Task details:
From the entries below, return every line that includes the word "spawn".

Available records:
//! Multi-threaded task scheduler core for an operational daemon that
//! repeatedly runs long-lived, zone-bound housekeeping jobs (rolling
//! cryptographic material, re-signing data, and the like).
//!
//! Four subsystems, in dependency order:
//! - [`duration`]: ISO-8601-like duration parsing and a clock source
//!   that can be overridden for deterministic tests.
//! - [`crash`]: a process-wide worker-thread registry plus a signal
//!   handler that walks every thread's stack on a fatal signal.
//! - [`task`]: the task record — a (owner, class, type) identity, a
//!   due-time, a callback, and a handle to a shared identity mutex.
//! - [`schedule`]: the scheduler itself — two indexed views of the
//!   task set (by time, by identity), a pool of per-identity mutexes,
//!   and an append-only handler registry.
//! - [`worker`]: a fixed-size pool of threads that pop due tasks, run
//!   their callbacks, and reschedule or destroy them based on the
//!   result.
//! - [`fifoq`]: a bounded fan-out queue a task's callback can use to
//!   dispatch finer-grained subtasks to the same worker pool and
//!   block until they have all been consumed.
//!
//! Configuration parsing, DNSSEC record formatting, HSM bindings, and
//! daemon socket plumbing are out of scope — this crate only provides
//! the scheduling core those collaborators sit on top of.

pub mod crash;
pub mod duration;
pub mod error;
pub mod fifoq;
pub mod logging;
pub mod schedule;
pub mod task;
pub mod worker;

pub use error::ScheduleError;
pub use schedule::{Scheduler, SchedulerInfo};
pub use task::{Context, Task, TaskResult};
pub use worker::WorkerPool;
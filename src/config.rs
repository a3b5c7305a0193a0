//! Parameter set and link timer configuration.
//!
//! [`Params`] fixes the ASDU field widths for a connection and is passed to
//! every codec call. [`Config`] carries the link timers (t0..t3) and window
//! sizes (k, w).

use std::time::Duration;

use crate::error::{CodecError, Iec104Error, Result};

/// Default IEC 104 port.
pub const DEFAULT_PORT: u16 = 2404;

/// Default t0 (connection establishment) in seconds.
pub const DEFAULT_T0: u64 = 30;

/// Default t1 (send or test APDU acknowledgment) in seconds.
pub const DEFAULT_T1: u64 = 15;

/// Default t2 (acknowledge received I-frames) in seconds.
pub const DEFAULT_T2: u64 = 10;

/// Default t3 (idle test frame) in seconds.
pub const DEFAULT_T3: u64 = 20;

/// Default K parameter (max unconfirmed I-frames).
pub const DEFAULT_K: u16 = 12;

/// Default W parameter (max unconfirmed receives before sending S-frame).
pub const DEFAULT_W: u16 = 8;

/// Byte order of 4-byte IEEE-754 values on the wire.
#[derive(Debug, Clone, Copy, PartialEq, Eq, Default)]
pub enum FloatByteOrder {
    /// Least significant byte first (IEC 60870-5-4 default).
    #[default]
    LittleEndian,
    /// Most significant byte first, used by some peers.
    BigEndian,
}

/// ASDU parameter set.
///
/// Immutable for the lifetime of a connection.
#[derive(Debug, Clone, Copy, PartialEq, Eq)]
pub struct Params {
    /// Cause of transmission size: 1, or 2 when the originator address is present.
    pub cause_size: u8,
    /// Common address size: 1 or 2.
    pub common_addr_size: u8,
    /// Information object address size: 1, 2 or 3.
    pub ioa_size: u8,
    /// Byte order for short floating point values.
    pub float_order: FloatByteOrder,
    /// Whether the T (test) and P/N (negative) cause flags are carried.
    /// When off they are written as zero and ignored on receive.
    pub cause_flags: bool,
}

impl Params {
    /// Standard IEC 104 widths: COT 2, common address 2, IOA 3.
    pub const WIDE: Self = Self {
        cause_size: 2,
        common_addr_size: 2,
        ioa_size: 3,
        float_order: FloatByteOrder::LittleEndian,
        cause_flags: true,
    };

    /// Minimal widths: COT 1, common address 1, IOA 1.
    pub const NARROW: Self = Self {
        cause_size: 1,
        common_addr_size: 1,
        ioa_size: 1,
        float_order: FloatByteOrder::LittleEndian,
        cause_flags: true,
    };

    /// Create a parameter set, validating the widths.
    pub fn new(cause_size: u8, common_addr_size: u8, ioa_size: u8) -> std::result::Result<Self, CodecError> {
        let params = Self {
            cause_size,
            common_addr_size,
            ioa_size,
            float_order: FloatByteOrder::LittleEndian,
            cause_flags: true,
        };
        params.validate()?;
        Ok(params)
    }

    /// Set float byte order.
    pub fn float_order(mut self, order: FloatByteOrder) -> Self {
        self.float_order = order;
        self
    }

    /// Enable or disable the test and negative cause flags.
    pub fn cause_flags(mut self, enabled: bool) -> Self {
        self.cause_flags = enabled;
        self
    }

    /// Check the widths are ones the standard allows.
    pub fn validate(&self) -> std::result::Result<(), CodecError> {
        if !matches!(self.cause_size, 1 | 2) {
            return Err(CodecError::InvalidParams("cause size must be 1 or 2"));
        }
        if !matches!(self.common_addr_size, 1 | 2) {
            return Err(CodecError::InvalidParams("common address size must be 1 or 2"));
        }
        if !matches!(self.ioa_size, 1..=3) {
            return Err(CodecError::InvalidParams("IOA size must be 1, 2 or 3"));
        }
        Ok(())
    }

    /// Whether the originator address byte is on the wire.
    #[inline]
    pub const fn has_originator(&self) -> bool {
        self.cause_size == 2
    }

    /// Largest common address representable.
    #[inline]
    pub const fn max_common_address(&self) -> u16 {
        if self.common_addr_size == 1 {
            0xFF
        } else {
            0xFFFF
        }
    }

    /// Largest IOA representable.
    #[inline]
    pub const fn max_ioa(&self) -> u32 {
        match self.ioa_size {
            1 => 0xFF,
            2 => 0xFFFF,
            _ => 0xFF_FFFF,
        }
    }

    /// Size of the data unit identifier in bytes.
    #[inline]
    pub const fn identifier_size(&self) -> usize {
        2 + self.cause_size as usize + self.common_addr_size as usize
    }
}

impl Default for Params {
    fn default() -> Self {
        Self::WIDE
    }
}

/// Link timer and window configuration.
#[derive(Debug, Clone, PartialEq, Eq)]
pub struct Config {
    /// t0: connection establishment timeout
    pub t0: Duration,
    /// t1: timeout for acknowledgment of sent I-frames and U-frame activations
    pub t1: Duration,
    /// t2: acknowledge received I-frames no later than this
    pub t2: Duration,
    /// t3: send a test frame after this much idle time
    pub t3: Duration,
    /// k: max unacknowledged sent I-frames
    pub k: u16,
    /// w: acknowledge after this many received I-frames
    pub w: u16,
}

impl Default for Config {
    fn default() -> Self {
        Self {
            t0: Duration::from_secs(DEFAULT_T0),
            t1: Duration::from_secs(DEFAULT_T1),
            t2: Duration::from_secs(DEFAULT_T2),
            t3: Duration::from_secs(DEFAULT_T3),
            k: DEFAULT_K,
            w: DEFAULT_W,
        }
    }
}

impl Config {
    /// Create a configuration with standard defaults.
    pub fn new() -> Self {
        Self::default()
    }

    /// Set t0.
    pub fn t0(mut self, timeout: Duration) -> Self {
        self.t0 = timeout;
        self
    }

    /// Set t1.
    pub fn t1(mut self, timeout: Duration) -> Self {
        self.t1 = timeout;
        self
    }

    /// Set t2.
    pub fn t2(mut self, timeout: Duration) -> Self {
        self.t2 = timeout;
        self
    }

    /// Set t3.
    pub fn t3(mut self, timeout: Duration) -> Self {
        self.t3 = timeout;
        self
    }

    /// Set k.
    pub fn k(mut self, k: u16) -> Self {
        self.k = k;
        self
    }

    /// Set w.
    pub fn w(mut self, w: u16) -> Self {
        self.w = w;
        self
    }

    /// Check ranges.
    ///
    /// t0, t1 and t2 must be 1..=255 s with t2 < t1; t3 1 s..=48 h;
    /// k and w 1..=32767.
    pub fn validate(&self) -> Result<()> {
        let secs = Duration::from_secs(1)..=Duration::from_secs(255);
        if !secs.contains(&self.t0) {
            return Err(Iec104Error::InvalidConfig("t0 must be within 1..=255 s"));
        }
        if !secs.contains(&self.t1) {
            return Err(Iec104Error::InvalidConfig("t1 must be within 1..=255 s"));
        }
        if !secs.contains(&self.t2) {
            return Err(Iec104Error::InvalidConfig("t2 must be within 1..=255 s"));
        }
        if self.t2 >= self.t1 {
            return Err(Iec104Error::InvalidConfig("t2 must be less than t1"));
        }
        if !(Duration::from_secs(1)..=Duration::from_secs(48 * 3600)).contains(&self.t3) {
            return Err(Iec104Error::InvalidConfig("t3 must be within 1 s..=48 h"));
        }
        if !(1..=32767).contains(&self.k) {
            return Err(Iec104Error::InvalidConfig("k must be within 1..=32767"));
        }
        if !(1..=32767).contains(&self.w) {
            return Err(Iec104Error::InvalidConfig("w must be within 1..=32767"));
        }
        Ok(())
    }
}

#[cfg(test)]
mod tests {
    use super::*;

    #[test]
    fn test_params_presets() {
        assert!(Params::WIDE.validate().is_ok());
        assert!(Params::NARROW.validate().is_ok());
        assert_eq!(Params::WIDE.identifier_size(), 6);
        assert_eq!(Params::NARROW.identifier_size(), 4);
        assert!(Params::WIDE.has_originator());
        assert!(!Params::NARROW.has_originator());
        assert_eq!(Params::default(), Params::WIDE);
        assert!(Params::WIDE.cause_flags);
        assert!(!Params::NARROW.cause_flags(false).cause_flags);
    }

    #[test]
    fn test_params_invalid_widths() {
        assert!(Params::new(3, 2, 3).is_err());
        assert!(Params::new(2, 0, 3).is_err());
        assert!(Params::new(2, 2, 4).is_err());
        assert!(Params::new(1, 2, 2).is_ok());
    }

    #[test]
    fn test_params_limits() {
        let p = Params::new(1, 1, 2).unwrap();
        assert_eq!(p.max_common_address(), 0xFF);
        assert_eq!(p.max_ioa(), 0xFFFF);
        assert_eq!(Params::WIDE.max_ioa(), 0xFF_FFFF);
    }

    #[test]
    fn test_config_defaults() {
        let config = Config::new();
        assert_eq!(config.t0, Duration::from_secs(DEFAULT_T0));
        assert_eq!(config.t1, Duration::from_secs(DEFAULT_T1));
        assert_eq!(config.t2, Duration::from_secs(DEFAULT_T2));
        assert_eq!(config.t3, Duration::from_secs(DEFAULT_T3));
        assert_eq!(config.k, 12);
        assert_eq!(config.w, 8);
        assert!(config.validate().is_ok());
    }

    #[test]
    fn test_config_builder() {
        let config = Config::new()
            .t1(Duration::from_secs(10))
            .t2(Duration::from_secs(5))
            .k(4)
            .w(2);
        assert_eq!(config.t1, Duration::from_secs(10));
        assert_eq!(config.t2, Duration::from_secs(5));
        assert_eq!(config.k, 4);
        assert_eq!(config.w, 2);
        assert!(config.validate().is_ok());
    }

    #[test]
    fn test_config_validate_rejects() {
        assert!(Config::new().t2(Duration::from_secs(15)).validate().is_err());
        assert!(Config::new().t1(Duration::from_secs(300)).validate().is_err());
        assert!(Config::new().t0(Duration::ZERO).validate().is_err());
        assert!(Config::new().k(0).validate().is_err());
        assert!(Config::new().w(40000).validate().is_err());
        assert!(Config::new()
            .t3(Duration::from_secs(49 * 3600))
            .validate()
            .is_err());
    }
}
impl std::fmt::Debug for Command {
    fn fmt(&self, f: &mut std::fmt::Formatter<'_>) -> std::fmt::Result {
        match self {
            Self::Send { payload, .. } => write!(f, "Send({} bytes)", payload.len()),
            Self::Start(_) => f.write_str("Start"),
            Self::Stop(_) => f.write_str("Stop"),
            Self::Close => f.write_str("Close"),
            Self::Hook(_) => f.write_str("Hook"),
        }
    }
}

impl Session {
    /// Start a session on a connected stream without callbacks.
    ///
    /// Must be called within a tokio runtime.
    pub fn open<S>(stream: S, params: Params, config: Config) -> Result<Self>
    where
        S: AsyncRead + AsyncWrite + Unpin + Send + 'static,
    {
        Self::builder(params, config).open(stream)
    }

    /// Configure callbacks before the session starts.
    pub fn builder(params: Params, config: Config) -> SessionBuilder {
        SessionBuilder {
            params,
            config,
            hooks: Hooks::default(),
        }
    }

    /// Parameter set of this session.
    pub fn params(&self) -> &Params {
        &self.params
    }

    /// Current link state.
    pub fn state(&self) -> SessionState {
        self.status.borrow().state
    }

    /// Why the session was aborted, if it was.
    pub fn abort_reason(&self) -> Option<AbortReason> {
        self.status.borrow().abort.clone()
    }

    /// Send STARTDT act and wait for the confirmation.
    pub async fn start_data_transfer(&self) -> Result<()> {
        self.request(Command::Start).await
    }

    /// Send STOPDT act and wait for the confirmation.
    pub async fn stop_data_transfer(&self) -> Result<()> {
        self.request(Command::Stop).await
    }

    /// Send an ASDU, waiting as long as needed for window space.
    pub async fn send_asdu(&self, asdu: &Asdu) -> Result<()> {
        self.send(asdu, SendMode::Wait).await
    }

    /// Send an ASDU, failing with [`Iec104Error::WindowFull`] if no window
    /// space opens within `timeout`.
    pub async fn send_asdu_timeout(&self, asdu: &Asdu, timeout: Duration) -> Result<()> {
        self.send(asdu, SendMode::Until(Instant::now() + timeout))
            .await
    }

    /// Send an ASDU only if the window has space now.
    pub async fn try_send_asdu(&self, asdu: &Asdu) -> Result<()> {
        self.send(asdu, SendMode::Try).await
    }

    /// Replace the ASDU callback.
    pub fn on_asdu<F>(&self, f: F) -> Result<()>
    where
        F: FnMut(Asdu) + Send + 'static,
    {
        self.hook(Hook::Asdu(Box::new(f)))
    }

    /// Replace the state change callback.
    pub fn on_state_change<F>(&self, f: F) -> Result<()>
    where
        F: FnMut(SessionState, SessionState) + Send + 'static,
    {
        self.hook(Hook::State(Box::new(f)))
    }

    /// Replace the error callback.
    pub fn on_error<F>(&self, f: F) -> Result<()>
    where
        F: FnMut(&Iec104Error) + Send + 'static,
    {
        self.hook(Hook::Error(Box::new(f)))
    }

    /// Close the session and wait until the stream is released.
    ///
    /// Closing an already closed or aborted session succeeds.
    pub async fn close(&self) -> Result<()> {
        let _ = self.commands.send(Command::Close);
        self.wait_disconnected().await;
        Ok(())
    }

    /// Wait until the session ends.
    ///
    /// Returns [`Iec104Error::SessionAborted`] if it ended by a fatal error.
    pub async fn wait_closed(&self) -> Result<()> {
        self.wait_disconnected().await;
        match self.abort_reason() {
            Some(reason) => Err(Iec104Error::SessionAborted(reason)),
            None => Ok(()),
        }
    }

    async fn wait_disconnected(&self) {
        let mut status = self.status.clone();
        // The driver drops the sender only after publishing Disconnected.
        let _ = status
            .wait_for(|s| s.state == SessionState::Disconnected)
            .await;
    }

    async fn send(&self, asdu: &Asdu, mode: SendMode) -> Result<()> {
        let payload = asdu.encode(&self.params)?;
        self.request(|reply| Command::Send {
            payload,
            mode,
            reply,
        })
        .await
    }

    async fn request(&self, command: impl FnOnce(Reply) -> Command) -> Result<()> {
        let (tx, rx) = oneshot::channel();
        self.commands
            .send(command(tx))
            .map_err(|_| self.closed_error())?;
        rx.await.map_err(|_| self.closed_error())?
    }

    fn hook(&self, hook: Hook) -> Result<()> {
        self.commands
            .send(Command::Hook(hook))
            .map_err(|_| self.closed_error())
    }

    fn closed_error(&self) -> Iec104Error {
        match self.abort_reason() {
            Some(reason) => Iec104Error::SessionAborted(reason),
            None => Iec104Error::SessionClosed,
        }
    }
}

/// Builder registering callbacks before the driver starts, so that no
/// event is missed.
pub struct SessionBuilder {
    params: Params,
    config: Config,
    hooks: Hooks,
}

impl SessionBuilder {
    /// Parameter set the session will use.
    pub fn params(&self) -> &Params {
        &self.params
    }

    /// Timer and window configuration the session will use.
    pub fn config(&self) -> &Config {
        &self.config
    }

    /// Set the ASDU callback.
    pub fn on_asdu<F>(mut self, f: F) -> Self
    where
        F: FnMut(Asdu) + Send + 'static,
    {
        self.hooks.asdu = Some(Box::new(f));
        self
    }

    /// Set the state change callback.
    pub fn on_state_change<F>(mut self, f: F) -> Self
    where
        F: FnMut(SessionState, SessionState) + Send + 'static,
    {
        self.hooks.state = Some(Box::new(f));
        self
    }

    /// Set the error callback.
    pub fn on_error<F>(mut self, f: F) -> Self
    where
        F: FnMut(&Iec104Error) + Send + 'static,
    {
        self.hooks.error = Some(Box::new(f));
        self
    }

    /// Validate the configuration and spawn the driver on `stream`.
    pub fn open<S>(self, stream: S) -> Result<Session>
    where
        S: AsyncRead + AsyncWrite + Unpin + Send + 'static,
    {
        self.params.validate()?;
        self.config.validate()?;

        let (commands, command_rx) = mpsc::unbounded_channel();
        let (status_tx, status) = watch::channel(Status {
            state: SessionState::Connecting,
            abort: None,
        });

        let (sink, frames) = Framed::new(stream, Iec104Codec::new()).split();
        let (outgoing, pending) = mpsc::unbounded_channel();
        let writer = tokio::spawn(write_frames(sink, pending));

        let driver = Driver {
            frames,
            outgoing: Some(outgoing),
            writer,
            writer_done: false,
            core: Core::new(self.params, self.config),
            hooks: self.hooks,
            commands: command_rx,
            status: status_tx,
            queue: VecDeque::new(),
            start_waiter: None,
            stop_waiter: None,
        };
        tokio::spawn(driver.run());

        Ok(Session {
            params: self.params,
            commands,
            status,
        })
    }
}
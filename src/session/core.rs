//! Sans-IO link state machine.
//!
//! [`Core`] owns the sequence counters, the window and the timer deadline
//! table of one connection. It consumes received [`Apdu`]s, commands and
//! clock ticks, and produces APDUs to transmit plus [`Event`]s for the
//! owner. It never performs I/O; the async driver in the parent module
//! feeds it.

use std::collections::VecDeque;

use bytes::Bytes;
use tokio::time::Instant;
use tracing::{debug, info, trace, warn};

use super::SessionState;
use crate::codec::Apdu;
use crate::config::{Config, Params};
use crate::error::{AbortReason, CodecError, FrameError, Iec104Error, Result};
use crate::types::{seq_distance, seq_next, Apci, Asdu, UFunction, MAX_PAYLOAD_LENGTH};

/// Output of the state machine for the session owner.
#[derive(Debug, Clone, PartialEq)]
pub enum Event {
    /// Link state transition.
    StateChanged {
        /// Previous state
        old: SessionState,
        /// New state
        new: SessionState,
    },
    /// A received I-frame payload decoded successfully.
    Asdu(Asdu),
    /// A received I-frame payload failed to decode. The link stays up.
    DecodeError(CodecError),
    /// The session was torn down.
    Aborted(AbortReason),
}

/// Link state machine of one IEC 104 connection.
#[derive(Debug)]
pub struct Core {
    params: Params,
    config: Config,
    state: SessionState,
    send_seq: u16,
    recv_seq: u16,
    ack_seq: u16,
    unacked_recv: u16,
    /// Sent, unacknowledged I-frames with their t1 deadline, oldest first.
    pending: VecDeque<(u16, Instant)>,
    /// STARTDT or STOPDT activation awaiting its confirmation.
    control: Option<(UFunction, Instant)>,
    /// TESTFR activation awaiting its confirmation.
    test: Option<Instant>,
    t2: Option<Instant>,
    t3: Option<Instant>,
    outbox: VecDeque<Apdu>,
    events: VecDeque<Event>,
    abort: Option<AbortReason>,
}
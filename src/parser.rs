//! ASDU information object parser.
//!
//! Flattens decoded monitor-direction ASDUs into [`DataPoint`] values.

use crate::config::Params;
use crate::error::CodecError;
use crate::types::{Asdu, DataPoint};

/// Parse an ASDU into a list of data points.
///
/// Objects without a point value (commands, system information) are
/// skipped, so a command ASDU yields an empty list.
///
/// # Example
///
/// ```rust,ignore
/// session.on_asdu(|asdu| {
///     for point in parse_asdu(&asdu) {
///         println!("IOA {}: {:?} ({})", point.ioa, point.value, point.quality);
///     }
/// })?;
/// ```
pub fn parse_asdu(asdu: &Asdu) -> Vec<DataPoint> {
    asdu.objects
        .iter()
        .filter_map(DataPoint::from_object)
        .collect()
}

/// Decode an ASDU payload and flatten it into data points.
pub fn parse_payload(payload: &[u8], params: &Params) -> Result<Vec<DataPoint>, CodecError> {
    Asdu::decode(payload, params).map(|asdu| parse_asdu(&asdu))
}
//! # voltage_cs104
//!
//! IEC 60870-5-104 link layer and ASDU codec for Rust.
//!
//! This crate implements the IEC 60870-5-104 telecontrol protocol used in
//! power systems and SCADA applications: APDU framing over TCP, the
//! sequence-numbered session with its k/w windows and t1/t2/t3 timers, and
//! the application layer (ASDU) encoding.
//!
//! ## Features
//!
//! - **Framing**: I-frames, S-frames, U-frames as a `tokio_util` codec
//! - **Session**: windowed send with back-pressure, acknowledgement timers,
//!   keep-alive test frames, callback dispatch from a single driver task
//! - **Sans-IO core**: [`session::core::Core`] runs the state machine with
//!   explicit time input, usable without a runtime
//! - **ASDU codec**: monitor, control, system and parameter type
//!   identifications with configurable field widths
//! - **Both ends**: [`client::dial`] for controlling stations, [`Server`]
//!   for controlled stations
//!
//! ## Quick Start
//!
//! ```rust,ignore
//! use voltage_cs104::{client, parse_asdu, Asdu, Config, Params, QOI_STATION};
//!
//! #[tokio::main]
//! async fn main() -> voltage_cs104::Result<()> {
//!     let session = client::dial("192.168.1.100:2404", Params::WIDE, Config::default()).await?;
//!
//!     session.on_asdu(|asdu| {
//!         for point in parse_asdu(&asdu) {
//!             println!("IOA {}: {:?}", point.ioa, point.value);
//!         }
//!     })?;
//!
//!     // Start data transfer, then request general interrogation
//!     session.start_data_transfer().await?;
//!     session.send_asdu(&Asdu::interrogation_command(1, QOI_STATION)).await?;
//!
//!     session.wait_closed().await
//! }
//! ```
//!
//! ## Protocol Overview
//!
//! IEC 60870-5-104 uses TCP/IP for communication (default port 2404).
//! The protocol defines three frame types:
//!
//! - **I-frame**: Information transfer (contains ASDU)
//! - **S-frame**: Supervisory (acknowledgment)
//! - **U-frame**: Unnumbered (control: STARTDT, STOPDT, TESTFR)
//!
//! ### APDU Structure
//!
//! ```text
//! APCI (6 bytes):
//! +--------+--------+--------+--------+--------+--------+
//! | 0x68   | Length | Control Field (4 bytes)           |
//! +--------+--------+--------+--------+--------+--------+
//! ```

#![cfg_attr(docsrs, feature(doc_cfg))]

pub mod client;
pub mod codec;
pub mod config;
pub mod error;
pub mod parser;
pub mod server;
pub mod session;
pub mod types;

// Re-export main types
pub use client::dial;
pub use codec::{Apdu, Iec104Codec};
pub use config::{
    Config, FloatByteOrder, Params, DEFAULT_K, DEFAULT_PORT, DEFAULT_T0, DEFAULT_T1, DEFAULT_T2,
    DEFAULT_T3, DEFAULT_W,
};
pub use error::{AbortReason, CodecError, FrameError, Iec104Error, Result};
pub use parser::{parse_asdu, parse_payload};
pub use server::Server;
pub use session::{Session, SessionBuilder, SessionState};
pub use types::*;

Response:
    /// Validate the configuration and spawn the driver on `stream`.
        let writer = tokio::spawn(write_frames(sink, pending));
        tokio::spawn(driver.run());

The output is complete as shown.